Abstract
Background:
The role that intensive care unit (ICU)-acquired pneumonia plays in the long-term outcomes of cardiac surgery patients is not well known. This study examined the association of pneumonia with in-hospital mortality and long-term mortality after adult cardiac surgery.
Methods:
A total of 2750 patients admitted to our ICU after cardiac surgery from January 2003 to December 2009 are the basis for this observational study. Patients who developed ICU-acquired pneumonia were matched with patients without it in a 1:2 ratio. The matching criteria were age, urgent or scheduled surgery, surgical procedure, and the propensity score for pneumonia. Multiple regression analysis was used to find predictors of hospital mortality. The relationship between pneumonia and long-term survival was analyzed with Kaplan-Meier survival estimates and a risk-adjusted Cox proportional regression model for patients discharged alive from hospital.
Results:
Pneumonia was diagnosed in 32 (1.2%) patients and there were 19 cases per 1000 days of mechanical ventilation. Patients with pneumonia had a significantly higher hospital mortality rate (28% vs 6.2%, P = .003) and a higher mortality at the end of follow-up (53% vs 19%, P < .0001) than those without it. Regression analysis showed that pneumonia was a strong predictor of hospital mortality. Five-year survival was as follows: pneumonia, 62%; control, 81%; and cohort patients, 91%. The Cox model showed that, after adjusting for confounding factors, patients with pneumonia (hazard ratio = 3.96, 95% confidence interval [CI]: 1.41-11.14) had poorer long-term survival.
Conclusion:
Pneumonia remains a serious complication in patients operated for cardiac surgery and is associated with increased hospital mortality and reduced long-term survival.

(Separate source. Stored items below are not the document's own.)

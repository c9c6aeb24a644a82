//! Amount type for handling monetary values.
//!
//! This module provides the `Amount` type which wraps `Decimal`. Ledger APIs deliver values either
//! as JSON numbers or as strings that may carry a currency symbol and thousands separators, so
//! parsing is lenient. Display always uses the Brazilian real format used by the reports, e.g.
//! `R$ 1.234,56`.

use rust_decimal::prelude::ToPrimitive;
use rust_decimal::Decimal;
use serde::de::{self, Visitor};
use serde::{Deserialize, Deserializer, Serialize, Serializer};
use std::error::Error;
use std::fmt;
use std::fmt::{Debug, Display, Formatter};
use std::iter::Sum;
use std::ops::{Add, AddAssign};
use std::str::FromStr;

/// Represents a monetary amount.
///
/// # Examples
///
/// ```
/// # use ledger_tree::model::Amount;
/// # use std::str::FromStr;
/// let amount = Amount::from_str("-1234.5").unwrap();
/// assert_eq!(amount.to_string(), "-R$ 1.234,50");
/// ```
#[derive(Debug, Clone, Copy, PartialEq, Eq, PartialOrd, Ord, Hash, Default)]
pub struct Amount(Decimal);

impl Amount {
    pub const ZERO: Amount = Amount(Decimal::ZERO);

    /// Creates a new Amount from a Decimal value.
    pub const fn new(value: Decimal) -> Self {
        Self(value)
    }

    /// Returns the underlying Decimal value.
    pub fn value(&self) -> Decimal {
        self.0
    }

    /// Returns true if the amount is zero.
    pub fn is_zero(&self) -> bool {
        self.0.is_zero()
    }

    /// Returns true if the amount is negative.
    pub fn is_negative(&self) -> bool {
        !self.is_zero() && self.0.is_sign_negative()
    }
}

/// An error that can occur when parsing strings into `Decimal` values.
pub struct AmountError(rust_decimal::Error);

impl Debug for AmountError {
    fn fmt(&self, f: &mut Formatter<'_>) -> fmt::Result {
        Debug::fmt(&self.0, f)
    }
}

impl Display for AmountError {
    fn fmt(&self, f: &mut Formatter<'_>) -> fmt::Result {
        Display::fmt(&self.0, f)
    }
}

impl std::error::Error for AmountError {
    fn source(&self) -> Option<&(dyn Error + 'static)> {
        Some(&self.0)
    }
}

impl FromStr for Amount {
    type Err = AmountError;

    /// Accepts `50`, `-50.00`, `$1,000.00`, `R$ 1000.00` and `-R$50`. An empty string is zero.
    fn from_str(s: &str) -> Result<Self, Self::Err> {
        let trimmed = s.trim();
        if trimmed.is_empty() {
            return Ok(Amount::default());
        }

        let (negative, rest) = match trimmed.strip_prefix('-') {
            Some(rest) => (true, rest.trim_start()),
            None => (false, trimmed),
        };
        let rest = rest
            .strip_prefix("R$")
            .or_else(|| rest.strip_prefix('$'))
            .unwrap_or(rest)
            .trim_start();
        let without_commas = rest.replace(',', "");

        let value = Decimal::from_str(&without_commas).map_err(AmountError)?;
        Ok(Amount(if negative { -value } else { value }))
    }
}

impl Display for Amount {
    fn fmt(&self, f: &mut Formatter<'_>) -> fmt::Result {
        let sign = if self.is_negative() { "-" } else { "" };
        let num = self.0.abs().round_dp(2);
        // format_num groups with ',' and uses '.' for decimals; swap them for pt-BR.
        let grouped = format_num::format_num!(",.2", num.to_f64().unwrap_or_default());
        let localized: String = grouped
            .chars()
            .map(|c| match c {
                ',' => '.',
                '.' => ',',
                other => other,
            })
            .collect();
        write!(f, "{sign}R$ {localized}")
    }
}

impl Serialize for Amount {
    fn serialize<S>(&self, serializer: S) -> Result<S::Ok, S::Error>
    where
        S: Serializer,
    {
        serializer.serialize_str(&self.0.to_string())
    }
}

impl<'de> Deserialize<'de> for Amount {
    fn deserialize<D>(deserializer: D) -> Result<Self, D::Error>
    where
        D: Deserializer<'de>,
    {
        deserializer.deserialize_any(AmountVisitor)
    }
}

/// Accepts JSON numbers, numeric strings and `null` (zero).
struct AmountVisitor;

impl<'de> Visitor<'de> for AmountVisitor {
    type Value = Amount;

    fn expecting(&self, f: &mut Formatter<'_>) -> fmt::Result {
        f.write_str("a number or a numeric string")
    }

    fn visit_i64<E: de::Error>(self, v: i64) -> Result<Amount, E> {
        Ok(Amount(Decimal::from(v)))
    }

    fn visit_u64<E: de::Error>(self, v: u64) -> Result<Amount, E> {
        Ok(Amount(Decimal::from(v)))
    }

    fn visit_f64<E: de::Error>(self, v: f64) -> Result<Amount, E> {
        // Going through the shortest round-trip representation avoids binary noise like
        // 0.1 + 0.2 artifacts that `Decimal::from_f64` would keep.
        Decimal::from_str(&v.to_string())
            .or_else(|_| Decimal::from_scientific(&v.to_string()))
            .map(Amount)
            .map_err(E::custom)
    }

    fn visit_str<E: de::Error>(self, v: &str) -> Result<Amount, E> {
        Amount::from_str(v).map_err(E::custom)
    }

    fn visit_unit<E: de::Error>(self) -> Result<Amount, E> {
        Ok(Amount::ZERO)
    }

    fn visit_none<E: de::Error>(self) -> Result<Amount, E> {
        Ok(Amount::ZERO)
    }
}

impl From<Decimal> for Amount {
    fn from(value: Decimal) -> Self {
        Amount::new(value)
    }
}

impl From<Amount> for Decimal {
    fn from(amount: Amount) -> Self {
        amount.value()
    }
}

impl Add for Amount {
    type Output = Amount;

    fn add(self, rhs: Amount) -> Amount {
        Amount(self.0 + rhs.0)
    }
}

impl AddAssign for Amount {
    fn add_assign(&mut self, rhs: Amount) {
        self.0 += rhs.0;
    }
}

impl Sum for Amount {
    fn sum<I: Iterator<Item = Amount>>(iter: I) -> Amount {
        iter.fold(Amount::ZERO, Add::add)
    }
}

impl<'a> Sum<&'a Amount> for Amount {
    fn sum<I: Iterator<Item = &'a Amount>>(iter: I) -> Amount {
        iter.copied().sum()
    }
}

#[cfg(test)]
mod tests {
    use super::*;

    fn dec(s: &str) -> Decimal {
        Decimal::from_str(s).unwrap()
    }

    #[test]
    fn test_parse_plain() {
        assert_eq!(Amount::from_str("50.00").unwrap().value(), dec("50.00"));
    }

    #[test]
    fn test_parse_with_symbols() {
        assert_eq!(Amount::from_str("$1,000.00").unwrap().value(), dec("1000"));
        assert_eq!(Amount::from_str("R$ 1000.10").unwrap().value(), dec("1000.10"));
        assert_eq!(Amount::from_str("-R$50").unwrap().value(), dec("-50"));
    }

    #[test]
    fn test_parse_empty_string() {
        assert_eq!(Amount::from_str("  ").unwrap(), Amount::ZERO);
    }

    #[test]
    fn test_parse_garbage() {
        assert!(Amount::from_str("abc").is_err());
    }

    #[test]
    fn test_display() {
        assert_eq!(Amount::new(dec("1234567.891")).to_string(), "R$ 1.234.567,89");
        assert_eq!(Amount::new(dec("-60")).to_string(), "-R$ 60,00");
        assert_eq!(Amount::ZERO.to_string(), "R$ 0,00");
    }

    #[test]
    fn test_deserialize_number_and_string() {
        let a: Amount = serde_json::from_str("40").unwrap();
        assert_eq!(a.value(), dec("40"));
        let b: Amount = serde_json::from_str("12.5").unwrap();
        assert_eq!(b.value(), dec("12.5"));
        let c: Amount = serde_json::from_str("\"-7.25\"").unwrap();
        assert_eq!(c.value(), dec("-7.25"));
        let d: Amount = serde_json::from_str("null").unwrap();
        assert!(d.is_zero());
    }

    #[test]
    fn test_sum() {
        let total: Amount = [Amount::new(dec("0.1")), Amount::new(dec("0.2"))]
            .iter()
            .sum();
        assert_eq!(total.value(), dec("0.3"));
    }
}
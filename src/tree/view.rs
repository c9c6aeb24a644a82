use crate::model::{Amount, LedgerData, MonthKey};
use crate::tree::{
    build, shape, HierarchyNode, Level, Page, PageSizes, Paginator, Query, SortKey, Tree,
};
use std::collections::BTreeSet;
use tracing::debug;

/// An interactive view over one project's ledger data.
///
/// The explorer owns the fetched data and all view state: selected months, search term, sort key,
/// expanded nodes and page cursors. Every change of data, months, search or sort rebuilds the
/// visible tree from scratch and sends all page cursors back to page 1.
#[derive(Debug, Clone)]
pub struct Explorer {
    data: LedgerData,
    query: Query,
    paginator: Paginator,
    months: BTreeSet<MonthKey>,
    visible: Tree,
}

impl Explorer {
    pub fn new(data: LedgerData, sizes: PageSizes) -> Self {
        Self::with_query(data, Query::default(), sizes)
    }

    /// Creates an explorer that starts with the months, search and sort of `query`.
    pub fn with_query(data: LedgerData, query: Query, sizes: PageSizes) -> Self {
        let mut explorer = Self {
            data: LedgerData::default(),
            query,
            paginator: Paginator::new(sizes),
            months: BTreeSet::new(),
            visible: Tree::new(),
        };
        explorer.set_data(data);
        explorer
    }

    /// Replaces the data, for example after a project change. The month selection is kept as
    /// given, so months missing from the new data still filter.
    pub fn set_data(&mut self, data: LedgerData) {
        self.months = build(&data).available_months();
        self.data = data;
        self.refresh();
    }

    pub fn data(&self) -> &LedgerData {
        &self.data
    }

    pub fn query(&self) -> &Query {
        &self.query
    }

    /// The filtered and sorted tree, before pagination.
    pub fn tree(&self) -> &Tree {
        &self.visible
    }

    /// Months present in the data, independent of the current filters.
    pub fn available_months(&self) -> &BTreeSet<MonthKey> {
        &self.months
    }

    pub fn set_search(&mut self, term: &str) {
        self.query.search = term.to_string();
        self.refresh();
    }

    pub fn set_sort(&mut self, key: SortKey) {
        self.query.sort = key;
        self.refresh();
    }

    pub fn set_months(&mut self, months: impl IntoIterator<Item = MonthKey>) {
        self.query.months = months.into_iter().collect();
        self.refresh();
    }

    pub fn toggle_month(&mut self, month: MonthKey) {
        if !self.query.months.remove(&month) {
            self.query.months.insert(month);
        }
        self.refresh();
    }

    pub fn select_all_months(&mut self) {
        self.query.months = self.months.clone();
        self.refresh();
    }

    pub fn clear_months(&mut self) {
        self.query.months.clear();
        self.refresh();
    }

    fn refresh(&mut self) {
        self.visible = shape(&self.data, &self.query);
        self.paginator.reset();
        debug!(
            "View has {} mothers for search {:?}, {} months, sort {}",
            self.visible.roots().len(),
            self.query.search,
            self.query.months.len(),
            self.query.sort
        );
    }

    pub fn paginator(&self) -> &Paginator {
        &self.paginator
    }

    /// Expansion and page changes do not rebuild the tree.
    pub fn paginator_mut(&mut self) -> &mut Paginator {
        &mut self.paginator
    }

    /// Expands the node with id `id`: a mother shows its children, a child shows its
    /// grandchildren and its mother is expanded too. Returns false if no visible node can be
    /// expanded under that id.
    pub fn expand(&mut self, id: &str) -> bool {
        let Some(node) = self.visible.get(id) else {
            return false;
        };
        match (node.level(), node.parent_id()) {
            (Level::Mother, _) => self.paginator.expand_mother(id),
            (Level::Child, Some(mother)) => {
                if !self.paginator.is_mother_expanded(mother) {
                    self.paginator.expand_mother(mother);
                }
                self.paginator.expand_child(mother, id);
            }
            _ => return false,
        }
        true
    }

    /// The current page of mothers.
    pub fn mothers_page(&self) -> Page<&HierarchyNode> {
        let mothers: Vec<&HierarchyNode> = self.visible.mothers().collect();
        Page::new(
            &mothers,
            self.paginator.mother_page(),
            self.paginator.sizes().mothers,
        )
    }

    /// The current page of `mother`'s children.
    pub fn children_page(&self, mother: &str) -> Page<&HierarchyNode> {
        Page::new(
            &self.visible.children_of(mother),
            self.paginator.children_page(mother),
            self.paginator.sizes().children,
        )
    }

    /// The current page of `child`'s grandchildren.
    pub fn grandchildren_page(&self, child: &str) -> Page<&HierarchyNode> {
        Page::new(
            &self.visible.children_of(child),
            self.paginator.grandchildren_page(child),
            self.paginator.sizes().grandchildren,
        )
    }

    /// The total of the visible tree.
    pub fn total(&self) -> Amount {
        self.visible.total()
    }

    pub fn total_count(&self) -> u64 {
        self.visible.total_count()
    }
}

#[cfg(test)]
mod tests {
    use super::*;
    use crate::model::TransactionRecord;
    use rust_decimal::Decimal;

    fn twenty_five_mothers() -> LedgerData {
        let mut records = Vec::new();
        for i in 0..25 {
            let mother = format!("{:04}", 100 + i);
            records.push(TransactionRecord::new(
                mother.as_str(),
                format!("Despesa {i}"),
                Decimal::ZERO,
            ));
            records.push(
                TransactionRecord::new(format!("{mother}0001"), "", Decimal::from(100 - i))
                    .with_debit_credit("2")
                    .with_date(if i % 2 == 0 { "20240115" } else { "20240215" }),
            );
        }
        LedgerData::new(records)
    }

    fn month(s: &str) -> MonthKey {
        s.parse().unwrap()
    }

    #[test]
    fn test_search_resets_to_first_page() {
        let mut explorer = Explorer::new(twenty_five_mothers(), PageSizes::default());
        explorer.paginator_mut().set_mother_page(3);
        let page = explorer.mothers_page();
        assert_eq!(page.items.len(), 5);
        assert_eq!(page.total_pages, 3);

        explorer.set_search("despesa");
        let page = explorer.mothers_page();
        assert_eq!(page.page, 1);
        assert_eq!(page.items.len(), 10);
        assert_eq!(page.total_items, 25);
    }

    #[test]
    fn test_month_and_sort_changes_reset_cursors() {
        let mut explorer = Explorer::new(twenty_five_mothers(), PageSizes::default());
        explorer.paginator_mut().expand_mother("0100");
        explorer.paginator_mut().set_children_page("0100", 2);
        explorer.paginator_mut().set_mother_page(2);

        explorer.set_sort(SortKey::Name);
        assert_eq!(explorer.paginator().mother_page(), 1);
        assert_eq!(explorer.paginator().children_page("0100"), 1);
        assert!(explorer.paginator().is_mother_expanded("0100"));

        explorer.paginator_mut().set_mother_page(2);
        explorer.toggle_month(month("2024-01"));
        assert_eq!(explorer.paginator().mother_page(), 1);
        assert_eq!(explorer.mothers_page().total_items, 13);
    }

    #[test]
    fn test_all_months_equals_no_months() {
        let mut explorer = Explorer::new(twenty_five_mothers(), PageSizes::default());
        let unfiltered = explorer.tree().clone();
        explorer.select_all_months();
        assert_eq!(explorer.tree(), &unfiltered);
        explorer.clear_months();
        assert_eq!(explorer.tree(), &unfiltered);
        assert_eq!(explorer.available_months().len(), 2);
    }

    #[test]
    fn test_sorted_by_value_by_default() {
        let explorer = Explorer::new(twenty_five_mothers(), PageSizes::default());
        let first = explorer.mothers_page().items[0];
        assert_eq!(first.id(), "0100");
        assert_eq!(first.name(), "Despesa 0");
        assert_eq!(explorer.total_count(), 25);
    }

    #[test]
    fn test_child_and_grandchild_pages() {
        let sizes = PageSizes {
            mothers: 10,
            children: 1,
            grandchildren: 1,
        };
        let data = LedgerData::new(vec![
            TransactionRecord::new("00600001", "a", Decimal::ONE).with_debit_credit("2"),
            TransactionRecord::new("00600001", "b", Decimal::TWO).with_debit_credit("2"),
            TransactionRecord::new("00600002", "c", Decimal::TEN).with_debit_credit("2"),
        ]);
        let mut explorer = Explorer::new(data, sizes);
        explorer.paginator_mut().expand_mother("0060");
        let children = explorer.children_page("0060");
        assert_eq!(children.total_pages, 2);
        assert_eq!(children.items[0].id(), "00600002");

        explorer.paginator_mut().expand_child("0060", "00600001");
        explorer.paginator_mut().set_grandchildren_page("00600001", 2);
        let grandchildren = explorer.grandchildren_page("00600001");
        assert_eq!(grandchildren.items[0].name(), "a");
    }

    #[test]
    fn test_expand_child_expands_its_mother() {
        let mut explorer = Explorer::new(twenty_five_mothers(), PageSizes::default());
        assert!(explorer.expand("01000001"));
        assert!(explorer.paginator().is_mother_expanded("0100"));
        assert!(explorer.paginator().is_child_expanded("01000001"));
        assert!(!explorer.expand("01000001#1"));
        assert!(!explorer.expand("9999"));
    }

    #[test]
    fn test_with_query() {
        let query = Query {
            search: "Despesa 1".to_string(),
            ..Query::default()
        };
        let explorer = Explorer::with_query(twenty_five_mothers(), query, PageSizes::default());
        // "Despesa 1" and "Despesa 10" through "Despesa 19".
        assert_eq!(explorer.mothers_page().total_items, 11);
    }

    #[test]
    fn test_months_outside_the_data_still_filter() {
        let months: BTreeSet<MonthKey> = [month("2023-12")].into();
        let query = Query {
            months: months.clone(),
            ..Query::default()
        };
        let explorer = Explorer::with_query(twenty_five_mothers(), query, PageSizes::default());
        let direct = crate::tree::filter_months(&build(&twenty_five_mothers()), &months);
        assert_eq!(explorer.query().months, months);
        assert_eq!(explorer.tree().roots().len(), direct.roots().len());
        assert!(explorer.tree().is_empty());
    }

    #[test]
    fn test_set_data_keeps_month_selection() {
        let mut explorer = Explorer::new(twenty_five_mothers(), PageSizes::default());
        explorer.set_months([month("2024-01"), month("2023-12")]);
        explorer.set_data(twenty_five_mothers());
        assert_eq!(explorer.query().months.len(), 2);
        assert_eq!(explorer.mothers_page().total_items, 13);
    }
}
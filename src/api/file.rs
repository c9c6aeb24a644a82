//! Implements the `Ledger` trait by reading JSON files.

use crate::api::{decode, Ledger};
use crate::model::LedgerData;
use crate::{utils, Result};
use anyhow::Context;
use std::path::PathBuf;

/// Reads ledger data from a JSON file. When the path is a directory, the project's data is read
/// from `<dir>/<project>.json`.
pub(crate) struct FileLedger {
    path: PathBuf,
}

impl FileLedger {
    pub(crate) fn new(path: impl Into<PathBuf>) -> Self {
        Self { path: path.into() }
    }

    fn resolve(&self, project: &str) -> PathBuf {
        if self.path.is_dir() {
            self.path.join(format!("{project}.json"))
        } else {
            self.path.clone()
        }
    }
}

#[async_trait::async_trait]
impl Ledger for FileLedger {
    async fn get_data(&mut self, project: &str) -> Result<LedgerData> {
        let path = self.resolve(project);
        let body = utils::read(&path).await?;
        decode(&body).with_context(|| format!("Bad ledger data in {}", path.display()))
    }
}
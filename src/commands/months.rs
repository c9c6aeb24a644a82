use crate::api::{self, Ledger};
use crate::args::MonthsArgs;
use crate::commands::{fetch, Out};
use crate::error::{ErrorType, IntoResult};
use crate::model::MonthKey;
use crate::tree::build;
use crate::{Config, Result};

/// Lists the months, as `YYYY-MM`, in which the project has dated ledger lines. These are the
/// values accepted by `--month`.
pub async fn months(config: Config, args: MonthsArgs) -> Result<Out<Vec<MonthKey>>> {
    let mut ledger = api::ledger(&config, args.file()).pub_result(ErrorType::Config)?;
    months_with(ledger.as_mut(), args.project()).await
}

async fn months_with(
    ledger: &mut (dyn Ledger + Send),
    project: &str,
) -> Result<Out<Vec<MonthKey>>> {
    let data = fetch(ledger, project).await?;
    let months: Vec<MonthKey> = build(&data).available_months().into_iter().collect();
    if months.is_empty() {
        return Ok(Out::new(
            format!("Project {project} has no dated records"),
            months,
        ));
    }
    let list = months
        .iter()
        .map(MonthKey::to_string)
        .collect::<Vec<_>>()
        .join(", ");
    Ok(Out::new(list, months))
}

#[cfg(test)]
mod tests {
    use super::*;
    use crate::api::MemoryLedger;
    use crate::model::LedgerData;
    use crate::test::seed_data;

    #[tokio::test]
    async fn test_months() {
        let mut ledger = MemoryLedger::new().with_project("PRJ-001", seed_data());
        let out = months_with(&mut ledger, "PRJ-001").await.unwrap();
        assert_eq!(out.message(), "2024-02, 2024-03, 2024-04");
        assert_eq!(out.structure().unwrap().len(), 3);
    }

    #[tokio::test]
    async fn test_no_months() {
        let mut ledger = MemoryLedger::new().with_project("EMPTY", LedgerData::default());
        let out = months_with(&mut ledger, "EMPTY").await.unwrap();
        assert!(out.message().contains("no dated records"));
    }
}
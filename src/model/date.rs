//! Ledger dates (`YYYYMMDD`) and month keys (`YYYY-MM`).

use chrono::{Datelike, NaiveDate};
use serde::{Deserialize, Deserializer, Serialize, Serializer};
use std::fmt::{Display, Formatter};
use std::str::FromStr;

/// A validated ledger date. The wire form is always the 8-character `YYYYMMDD` string, which also
/// sorts chronologically.
#[derive(Debug, Clone, Copy, Eq, PartialEq, Ord, PartialOrd, Hash)]
pub struct LedgerDate(NaiveDate);

impl LedgerDate {
    /// Parses an 8-character `YYYYMMDD` string. Anything else, including padded strings and
    /// impossible calendar dates, is `None`: such dates are treated as absent rather than as errors.
    pub fn parse(s: &str) -> Option<Self> {
        if s.len() != 8 || !s.bytes().all(|b| b.is_ascii_digit()) {
            return None;
        }
        NaiveDate::parse_from_str(s, "%Y%m%d").ok().map(Self)
    }

    /// Parses an optional raw date string, treating blanks and malformed values as absent.
    pub fn parse_opt(s: Option<&str>) -> Option<Self> {
        s.and_then(Self::parse)
    }

    pub fn month(&self) -> MonthKey {
        MonthKey {
            year: self.0.year(),
            month: self.0.month(),
        }
    }

    /// Formats as `dd/mm/yyyy`, the form used in exported reports.
    pub fn display_br(&self) -> String {
        self.0.format("%d/%m/%Y").to_string()
    }
}

impl Display for LedgerDate {
    fn fmt(&self, f: &mut Formatter<'_>) -> std::fmt::Result {
        write!(f, "{}", self.0.format("%Y%m%d"))
    }
}

impl Serialize for LedgerDate {
    fn serialize<S: Serializer>(&self, serializer: S) -> Result<S::Ok, S::Error> {
        serializer.collect_str(self)
    }
}

/// A calendar month used by the month filter, written `YYYY-MM`.
#[derive(Debug, Clone, Copy, Eq, PartialEq, Ord, PartialOrd, Hash)]
pub struct MonthKey {
    year: i32,
    month: u32,
}

impl MonthKey {
    pub fn new(year: i32, month: u32) -> Option<Self> {
        (1..=12).contains(&month).then_some(Self { year, month })
    }
}

impl Display for MonthKey {
    fn fmt(&self, f: &mut Formatter<'_>) -> std::fmt::Result {
        write!(f, "{:04}-{:02}", self.year, self.month)
    }
}

impl FromStr for MonthKey {
    type Err = anyhow::Error;

    fn from_str(s: &str) -> Result<Self, Self::Err> {
        let s = s.trim();
        let (year, month) = s
            .split_once('-')
            .filter(|(y, m)| y.len() == 4 && m.len() == 2)
            .ok_or_else(|| anyhow::anyhow!("Invalid month '{s}', expected YYYY-MM"))?;
        let year: i32 = year
            .parse()
            .map_err(|_| anyhow::anyhow!("Invalid year in month '{s}'"))?;
        let month: u32 = month
            .parse()
            .map_err(|_| anyhow::anyhow!("Invalid month number in month '{s}'"))?;
        MonthKey::new(year, month).ok_or_else(|| anyhow::anyhow!("Month out of range in '{s}'"))
    }
}

impl Serialize for MonthKey {
    fn serialize<S: Serializer>(&self, serializer: S) -> Result<S::Ok, S::Error> {
        serializer.collect_str(self)
    }
}

impl<'de> Deserialize<'de> for MonthKey {
    fn deserialize<D: Deserializer<'de>>(deserializer: D) -> Result<Self, D::Error> {
        let s = String::deserialize(deserializer)?;
        MonthKey::from_str(&s).map_err(serde::de::Error::custom)
    }
}

#[cfg(test)]
mod tests {
    use super::*;

    #[test]
    fn test_parse_valid() {
        let d = LedgerDate::parse("20240315").unwrap();
        assert_eq!(d.to_string(), "20240315");
        assert_eq!(d.month().to_string(), "2024-03");
        assert_eq!(d.display_br(), "15/03/2024");
    }

    #[test]
    fn test_parse_rejects_wrong_length_and_garbage() {
        assert!(LedgerDate::parse("").is_none());
        assert!(LedgerDate::parse("2024031").is_none());
        assert!(LedgerDate::parse("2024-03-15").is_none());
        assert!(LedgerDate::parse("2024ab15").is_none());
        assert!(LedgerDate::parse("20240231").is_none());
        assert!(LedgerDate::parse(" 20240101 ").is_none());
        assert!(LedgerDate::parse("20240101 ").is_none());
    }

    #[test]
    fn test_ordering_is_chronological() {
        let a = LedgerDate::parse("20231231").unwrap();
        let b = LedgerDate::parse("20240101").unwrap();
        assert!(a < b);
    }

    #[test]
    fn test_month_key_parse() {
        assert_eq!(MonthKey::from_str("2024-07").unwrap(), MonthKey::new(2024, 7).unwrap());
        assert!(MonthKey::from_str("2024-13").is_err());
        assert!(MonthKey::from_str("2024-7").is_err());
        assert!(MonthKey::from_str("202407").is_err());
    }
}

Pneumonia develops in 1.2% to 9.7% of patients who undergo major cardiac surgery and is associated with severe outcomes during hospital stay 1 –5 and increased health care costs. 6 However, knowledge about the effects of hospital-acquired pneumonia (HAP) on the outcome of cardiac surgery patients after hospital discharge is scant. Few available studies 7 –9 reporting the long-term outcome of intensive care unit (ICU) patients who develop ventilator-associated pneumonia (VAP) show a high mortality rate, prolonged period of mechanical ventilation and hospitalization, and increased medical costs. Interpretation of the results of studies is limited by the heterogeneous cohorts of patients included and because patients with VAP frequently have underlying disease that leads to poor long-term outcome of death even if VAP did not occur.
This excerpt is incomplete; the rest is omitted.